PROBLEM TO WORK ON: Your answer should consist of the lines in the listing that hold "ShareCandidate".

'''

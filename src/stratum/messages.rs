//! Stratum v1 message types and JSON-RPC serialization.
//!
//! Stratum uses a simplified JSON-RPC format where messages can be
//! requests (method and params, with an id), notifications (method and
//! params, id null), or responses (id plus result or error).

use bitcoin::hashes::Hash;
use bitcoin::{BlockHash, CompactTarget, TxMerkleNode};
use serde::{Deserialize, Serialize};
use serde_json::{json, Value};

use super::extranonce::Extranonce;

/// Request id used for `mining.subscribe`.
pub const SUBSCRIBE_ID: u64 = 1;
/// Request id used for `mining.authorize`.
pub const AUTHORIZE_ID: u64 = 2;
/// Request id used for every `mining.submit`.
pub const SUBMIT_ID: u64 = 9;

/// JSON-RPC message envelope.
#[derive(Debug, Serialize, Deserialize)]
#[serde(untagged)]
pub enum JsonRpcMessage {
    /// Request or notification, from either side.
    Request {
        /// Message id (null for notifications).
        id: Option<u64>,
        /// Method name, e.g. "mining.notify".
        method: String,
        /// Method parameters.
        params: Value,
    },

    /// Response to a request.
    Response {
        /// Message id matching the request.
        id: u64,
        /// Result value, present on success.
        #[serde(skip_serializing_if = "Option::is_none")]
        result: Option<Value>,
        /// Error value, present on failure.
        #[serde(skip_serializing_if = "Option::is_none")]
        error: Option<Value>,
    },
}

impl JsonRpcMessage {
    /// Create a request message.
    pub fn request(id: u64, method: impl Into<String>, params: Value) -> Self {
        JsonRpcMessage::Request {
            id: Some(id),
            method: method.into(),
            params,
        }
    }
}

/// Mining job notification from the pool (`mining.notify`).
///
/// Replaced wholesale by the next notification; never mutated.
#[derive(Debug, Clone)]
pub struct JobNotification {
    /// Opaque job identifier, echoed back on submit.
    pub job_id: String,

    /// Previous block hash, in internal byte order.
    pub prev_hash: BlockHash,

    /// Coinbase transaction prefix, up to the extranonce.
    pub coinbase1: Vec<u8>,

    /// Coinbase transaction suffix, after the extranonce.
    pub coinbase2: Vec<u8>,

    /// Merkle branch, folded over the coinbase txid in order.
    pub merkle_branches: Vec<TxMerkleNode>,

    /// Block version word.
    pub version: u32,

    /// Compact difficulty target.
    pub nbits: CompactTarget,

    /// Block timestamp, Unix epoch seconds.
    pub ntime: u32,

    /// If true, discard work on earlier jobs.
    pub clean_jobs: bool,
}

impl JobNotification {
    /// Parse from the Stratum params array.
    pub fn from_stratum_params(params: &[Value]) -> Result<Self, String> {
        if params.len() < 9 {
            return Err("mining.notify params too short".to_string());
        }

        let job_id = params[0].as_str().ok_or("job_id not a string")?.to_string();

        let prev_hash = parse_prev_hash(params[1].as_str().ok_or("prevhash not a string")?)?;

        let coinbase1 = hex::decode(params[2].as_str().ok_or("coinb1 not a string")?)
            .map_err(|e| format!("coinb1 hex: {e}"))?;
        let coinbase2 = hex::decode(params[3].as_str().ok_or("coinb2 not a string")?)
            .map_err(|e| format!("coinb2 hex: {e}"))?;

        let branches_json = params[4].as_array().ok_or("merkle_branch not an array")?;
        let mut merkle_branches = Vec::with_capacity(branches_json.len());
        for branch in branches_json {
            merkle_branches.push(parse_merkle_node(
                branch.as_str().ok_or("merkle branch not a string")?,
            )?);
        }

        let version = parse_hex_u32(params[5].as_str().ok_or("version not a string")?, "version")?;
        let nbits = CompactTarget::from_consensus(parse_hex_u32(
            params[6].as_str().ok_or("nbits not a string")?,
            "nbits",
        )?);
        let ntime = parse_hex_u32(params[7].as_str().ok_or("ntime not a string")?, "ntime")?;

        let clean_jobs = params[8].as_bool().ok_or("clean_jobs not a bool")?;

        Ok(Self {
            job_id,
            prev_hash,
            coinbase1,
            coinbase2,
            merkle_branches,
            version,
            nbits,
            ntime,
            clean_jobs,
        })
    }
}

fn parse_hex_u32(s: &str, what: &str) -> Result<u32, String> {
    u32::from_str_radix(s, 16).map_err(|e| format!("{what} hex: {e}"))
}

/// Parse a previous block hash from its Stratum encoding.
///
/// Stratum transmits the hash as eight 4-byte words, each hex-encoded
/// big-endian, with the words in little-endian hash order. Reversing the
/// bytes within each word recovers the internal byte order the header
/// serialization expects.
fn parse_prev_hash(hex: &str) -> Result<BlockHash, String> {
    let mut bytes = hex::decode(hex).map_err(|e| format!("prevhash hex: {e}"))?;
    if bytes.len() != 32 {
        return Err(format!("prevhash wrong length: {}", bytes.len()));
    }

    for chunk in bytes.chunks_mut(4) {
        chunk.reverse();
    }

    BlockHash::from_slice(&bytes).map_err(|e| format!("prevhash parse: {e}"))
}

/// Merkle branches arrive in internal byte order; no swapping.
fn parse_merkle_node(hex: &str) -> Result<TxMerkleNode, String> {
    let bytes = hex::decode(hex).map_err(|e| format!("merkle node hex: {e}"))?;
    if bytes.len() != 32 {
        return Err(format!("merkle node wrong length: {}", bytes.len()));
    }
    TxMerkleNode::from_slice(&bytes).map_err(|e| format!("merkle node parse: {e}"))
}

/// How far a scanned nonce got.
#[derive(Debug, Clone, Copy, PartialEq, Eq)]
pub enum Classification {
    /// Low 16 bits of the hash are zero. Counted, never submitted.
    Half,
    /// Low 32 bits of the hash are zero. Submitted as proof of work.
    Share,
    /// Hash at or below the full target: a block solution.
    Valid,
}

/// A share ready for submission.
#[derive(Debug, Clone)]
pub struct ShareCandidate {
    pub job_id: String,
    pub extranonce2: Extranonce,
    pub ntime: u32,
    pub nonce: u32,
    pub classification: Classification,
}

impl ShareCandidate {
    /// Serialize to a single `mining.submit` line, newline terminated.
    ///
    /// All hex fields are lowercase without a prefix; the nonce is exactly
    /// eight hex characters.
    pub fn to_submit_line(&self, address: &str) -> String {
        let msg = json!({
            "id": SUBMIT_ID,
            "method": "mining.submit",
            "params": [
                address,
                self.job_id,
                self.extranonce2.to_hex(),
                format!("{:08x}", self.ntime),
                format!("{:08x}", self.nonce),
            ],
        });
        format!("{msg}\n")
    }
}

'''

EXERCISE RESPONSE:
pub struct ShareCandidate {
impl ShareCandidate {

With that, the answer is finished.